## Required work
Below are the records; collect from them each line containing the string "eprintln".

——————————

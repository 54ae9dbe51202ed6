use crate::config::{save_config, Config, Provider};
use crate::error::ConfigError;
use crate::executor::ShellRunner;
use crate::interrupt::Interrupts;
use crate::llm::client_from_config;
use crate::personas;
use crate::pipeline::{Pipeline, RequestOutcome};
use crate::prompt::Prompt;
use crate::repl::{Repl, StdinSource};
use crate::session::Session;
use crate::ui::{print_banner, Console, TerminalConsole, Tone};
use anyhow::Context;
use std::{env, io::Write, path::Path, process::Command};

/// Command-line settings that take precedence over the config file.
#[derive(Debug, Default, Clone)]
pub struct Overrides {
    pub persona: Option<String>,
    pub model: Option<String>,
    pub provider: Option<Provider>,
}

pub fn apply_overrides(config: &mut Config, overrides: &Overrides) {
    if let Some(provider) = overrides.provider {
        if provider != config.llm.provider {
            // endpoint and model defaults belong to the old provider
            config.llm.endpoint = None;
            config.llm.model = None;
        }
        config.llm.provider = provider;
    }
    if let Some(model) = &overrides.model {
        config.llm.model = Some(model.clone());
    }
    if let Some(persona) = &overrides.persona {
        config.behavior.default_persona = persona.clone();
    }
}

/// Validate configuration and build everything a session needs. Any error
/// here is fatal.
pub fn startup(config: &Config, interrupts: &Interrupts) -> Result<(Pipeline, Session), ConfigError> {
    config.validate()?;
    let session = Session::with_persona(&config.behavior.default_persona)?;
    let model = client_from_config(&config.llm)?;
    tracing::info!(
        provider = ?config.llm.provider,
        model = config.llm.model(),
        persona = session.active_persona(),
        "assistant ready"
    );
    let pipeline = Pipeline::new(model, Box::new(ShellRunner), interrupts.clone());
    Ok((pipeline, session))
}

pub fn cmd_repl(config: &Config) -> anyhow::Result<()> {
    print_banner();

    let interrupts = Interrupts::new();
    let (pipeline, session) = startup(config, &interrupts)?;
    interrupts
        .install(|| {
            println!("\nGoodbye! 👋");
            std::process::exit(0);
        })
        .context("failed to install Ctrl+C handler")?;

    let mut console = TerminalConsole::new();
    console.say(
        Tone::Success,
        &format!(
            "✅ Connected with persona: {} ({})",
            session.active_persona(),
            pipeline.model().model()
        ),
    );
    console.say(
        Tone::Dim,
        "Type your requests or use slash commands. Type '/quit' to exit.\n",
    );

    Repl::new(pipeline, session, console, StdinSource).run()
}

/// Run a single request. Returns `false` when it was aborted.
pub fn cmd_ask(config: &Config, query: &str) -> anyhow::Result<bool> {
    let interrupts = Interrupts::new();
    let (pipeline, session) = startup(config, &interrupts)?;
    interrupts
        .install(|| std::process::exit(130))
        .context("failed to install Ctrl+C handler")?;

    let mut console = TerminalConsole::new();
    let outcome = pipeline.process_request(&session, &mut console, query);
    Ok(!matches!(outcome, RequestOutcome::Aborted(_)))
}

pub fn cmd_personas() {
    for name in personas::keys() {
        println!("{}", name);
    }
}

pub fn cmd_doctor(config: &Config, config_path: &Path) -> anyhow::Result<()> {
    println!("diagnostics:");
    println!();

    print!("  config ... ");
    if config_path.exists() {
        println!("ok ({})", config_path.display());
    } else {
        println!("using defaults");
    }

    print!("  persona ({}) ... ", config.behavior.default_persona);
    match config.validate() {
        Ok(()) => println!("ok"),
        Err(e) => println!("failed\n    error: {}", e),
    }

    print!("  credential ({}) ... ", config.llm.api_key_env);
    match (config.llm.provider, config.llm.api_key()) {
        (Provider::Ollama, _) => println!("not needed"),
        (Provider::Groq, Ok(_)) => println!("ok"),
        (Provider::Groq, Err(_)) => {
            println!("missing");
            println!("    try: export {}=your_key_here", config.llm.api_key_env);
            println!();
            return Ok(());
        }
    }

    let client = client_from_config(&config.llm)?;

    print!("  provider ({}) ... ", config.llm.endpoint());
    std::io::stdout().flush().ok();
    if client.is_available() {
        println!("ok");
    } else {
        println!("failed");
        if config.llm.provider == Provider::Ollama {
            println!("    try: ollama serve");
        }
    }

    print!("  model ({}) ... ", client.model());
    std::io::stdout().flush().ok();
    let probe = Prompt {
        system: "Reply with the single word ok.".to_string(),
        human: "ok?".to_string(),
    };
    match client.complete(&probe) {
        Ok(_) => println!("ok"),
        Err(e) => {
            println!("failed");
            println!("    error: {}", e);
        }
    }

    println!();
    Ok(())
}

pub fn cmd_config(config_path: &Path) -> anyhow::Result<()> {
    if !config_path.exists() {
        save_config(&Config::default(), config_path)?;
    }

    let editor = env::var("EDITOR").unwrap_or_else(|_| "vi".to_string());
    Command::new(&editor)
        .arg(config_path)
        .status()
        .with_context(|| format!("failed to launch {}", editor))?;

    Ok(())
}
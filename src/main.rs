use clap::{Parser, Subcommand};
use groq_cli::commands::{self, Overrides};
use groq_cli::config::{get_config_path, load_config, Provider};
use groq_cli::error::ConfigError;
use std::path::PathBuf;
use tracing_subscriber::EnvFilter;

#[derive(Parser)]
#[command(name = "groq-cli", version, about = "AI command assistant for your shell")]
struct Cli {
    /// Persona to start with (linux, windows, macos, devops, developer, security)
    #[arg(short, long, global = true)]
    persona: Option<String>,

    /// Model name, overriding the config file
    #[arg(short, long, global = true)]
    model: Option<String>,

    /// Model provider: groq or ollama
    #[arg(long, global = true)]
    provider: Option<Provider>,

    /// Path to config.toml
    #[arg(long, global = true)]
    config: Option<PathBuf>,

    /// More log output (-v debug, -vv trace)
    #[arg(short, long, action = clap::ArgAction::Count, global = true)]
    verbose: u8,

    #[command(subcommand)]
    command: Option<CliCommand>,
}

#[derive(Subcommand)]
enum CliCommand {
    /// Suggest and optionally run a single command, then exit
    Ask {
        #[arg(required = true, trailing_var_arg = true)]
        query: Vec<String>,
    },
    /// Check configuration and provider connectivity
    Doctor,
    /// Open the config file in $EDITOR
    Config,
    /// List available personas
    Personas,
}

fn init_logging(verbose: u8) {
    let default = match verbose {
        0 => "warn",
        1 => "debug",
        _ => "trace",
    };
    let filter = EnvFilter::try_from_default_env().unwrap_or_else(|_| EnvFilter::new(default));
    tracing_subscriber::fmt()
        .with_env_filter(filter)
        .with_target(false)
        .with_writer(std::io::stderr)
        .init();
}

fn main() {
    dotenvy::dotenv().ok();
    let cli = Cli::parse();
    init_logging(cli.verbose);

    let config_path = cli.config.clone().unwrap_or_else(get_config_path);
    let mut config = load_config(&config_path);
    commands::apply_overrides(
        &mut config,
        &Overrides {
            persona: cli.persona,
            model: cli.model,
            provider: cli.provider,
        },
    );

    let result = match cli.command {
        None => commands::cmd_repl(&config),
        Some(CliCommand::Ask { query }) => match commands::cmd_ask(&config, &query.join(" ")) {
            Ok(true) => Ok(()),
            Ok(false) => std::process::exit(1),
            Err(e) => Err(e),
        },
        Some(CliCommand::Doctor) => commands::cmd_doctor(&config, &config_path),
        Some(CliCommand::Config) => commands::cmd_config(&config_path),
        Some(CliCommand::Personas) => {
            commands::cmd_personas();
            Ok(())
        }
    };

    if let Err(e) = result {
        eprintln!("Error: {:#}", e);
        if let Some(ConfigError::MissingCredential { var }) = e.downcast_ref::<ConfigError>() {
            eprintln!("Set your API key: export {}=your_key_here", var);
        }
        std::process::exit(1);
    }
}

——————————

## Written reply
        eprintln!("Error: {:#}", e);
            eprintln!("Set your API key: export {}=your_key_here", var);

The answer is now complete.